I would like you to restate each record word for word.

(Collected data entries)
--

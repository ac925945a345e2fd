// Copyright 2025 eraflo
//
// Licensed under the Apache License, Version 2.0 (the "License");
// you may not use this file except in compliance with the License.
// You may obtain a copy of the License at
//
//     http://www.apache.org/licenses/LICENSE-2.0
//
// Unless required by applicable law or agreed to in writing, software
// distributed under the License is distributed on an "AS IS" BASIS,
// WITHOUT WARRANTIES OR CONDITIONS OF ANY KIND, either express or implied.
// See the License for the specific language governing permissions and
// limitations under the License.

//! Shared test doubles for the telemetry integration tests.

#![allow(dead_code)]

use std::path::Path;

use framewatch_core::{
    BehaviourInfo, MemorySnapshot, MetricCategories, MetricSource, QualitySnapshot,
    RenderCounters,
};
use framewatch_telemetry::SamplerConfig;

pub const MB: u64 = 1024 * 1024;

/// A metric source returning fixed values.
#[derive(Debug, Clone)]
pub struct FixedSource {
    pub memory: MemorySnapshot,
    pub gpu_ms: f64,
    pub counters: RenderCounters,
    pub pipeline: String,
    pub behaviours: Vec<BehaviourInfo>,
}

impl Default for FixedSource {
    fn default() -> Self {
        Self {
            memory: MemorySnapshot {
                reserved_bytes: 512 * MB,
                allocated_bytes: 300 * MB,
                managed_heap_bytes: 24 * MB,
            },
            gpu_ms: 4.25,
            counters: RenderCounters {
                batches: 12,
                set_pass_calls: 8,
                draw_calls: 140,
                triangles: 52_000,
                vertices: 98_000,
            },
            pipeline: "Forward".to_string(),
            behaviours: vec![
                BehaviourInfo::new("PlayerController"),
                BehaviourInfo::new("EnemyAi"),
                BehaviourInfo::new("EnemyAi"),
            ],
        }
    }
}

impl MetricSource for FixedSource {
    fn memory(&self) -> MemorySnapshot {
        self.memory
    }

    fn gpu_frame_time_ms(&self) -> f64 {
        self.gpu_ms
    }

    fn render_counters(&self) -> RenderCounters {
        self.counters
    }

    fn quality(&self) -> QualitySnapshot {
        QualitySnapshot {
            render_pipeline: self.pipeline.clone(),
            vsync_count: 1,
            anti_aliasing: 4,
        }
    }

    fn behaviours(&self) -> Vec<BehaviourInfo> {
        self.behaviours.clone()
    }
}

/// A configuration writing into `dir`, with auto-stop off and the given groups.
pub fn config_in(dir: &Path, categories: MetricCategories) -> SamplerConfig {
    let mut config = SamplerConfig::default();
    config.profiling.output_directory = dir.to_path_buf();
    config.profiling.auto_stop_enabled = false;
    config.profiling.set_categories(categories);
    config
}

--

**Result for this task**
repository ac925945a345e2fd
// Copyright 2025 eraflo
//
// Licensed under the Apache License, Version 2.0 (the "License");
// you may not use this file except in compliance with the License.
// You may obtain a copy of the License at
//
//     http://www.apache.org/licenses/LICENSE-2.0
//
// Unless required by applicable law or agreed to in writing, software
// distributed under the License is distributed on an "AS IS" BASIS,
// WITHOUT WARRANTIES OR CONDITIONS OF ANY KIND, either express or implied.
// See the License for the specific language governing permissions and
// limitations under the License.

//! Shared test doubles for the telemetry integration tests.

#![allow(dead_code)]

use std::path::Path;

use framewatch_core::{
    BehaviourInfo, MemorySnapshot, MetricCategories, MetricSource, QualitySnapshot,
    RenderCounters,
};
use framewatch_telemetry::SamplerConfig;

pub const MB: u64 = 1024 * 1024;

/// A metric source returning fixed values.
#[derive(Debug, Clone)]
pub struct FixedSource {
    pub memory: MemorySnapshot,
    pub gpu_ms: f64,
    pub counters: RenderCounters,
    pub pipeline: String,
    pub behaviours: Vec<BehaviourInfo>,
}

impl Default for FixedSource {
    fn default() -> Self {
        Self {
            memory: MemorySnapshot {
                reserved_bytes: 512 * MB,
                allocated_bytes: 300 * MB,
                managed_heap_bytes: 24 * MB,
            },
            gpu_ms: 4.25,
            counters: RenderCounters {
                batches: 12,
                set_pass_calls: 8,
                draw_calls: 140,
                triangles: 52_000,
                vertices: 98_000,
            },
            pipeline: "Forward".to_string(),
            behaviours: vec![
                BehaviourInfo::new("PlayerController"),
                BehaviourInfo::new("EnemyAi"),
                BehaviourInfo::new("EnemyAi"),
            ],
        }
    }
}

impl MetricSource for FixedSource {
    fn memory(&self) -> MemorySnapshot {
        self.memory
    }

    fn gpu_frame_time_ms(&self) -> f64 {
        self.gpu_ms
    }

    fn render_counters(&self) -> RenderCounters {
        self.counters
    }

    fn quality(&self) -> QualitySnapshot {
        QualitySnapshot {
            render_pipeline: self.pipeline.clone(),
            vsync_count: 1,
            anti_aliasing: 4,
        }
    }

    fn behaviours(&self) -> Vec<BehaviourInfo> {
        self.behaviours.clone()
    }
}

/// A configuration writing into `dir`, with auto-stop off and the given groups.
pub fn config_in(dir: &Path, categories: MetricCategories) -> SamplerConfig {
    let mut config = SamplerConfig::default();
    config.profiling.output_directory = dir.to_path_buf();
    config.profiling.auto_stop_enabled = false;
    config.profiling.set_categories(categories);
    config
}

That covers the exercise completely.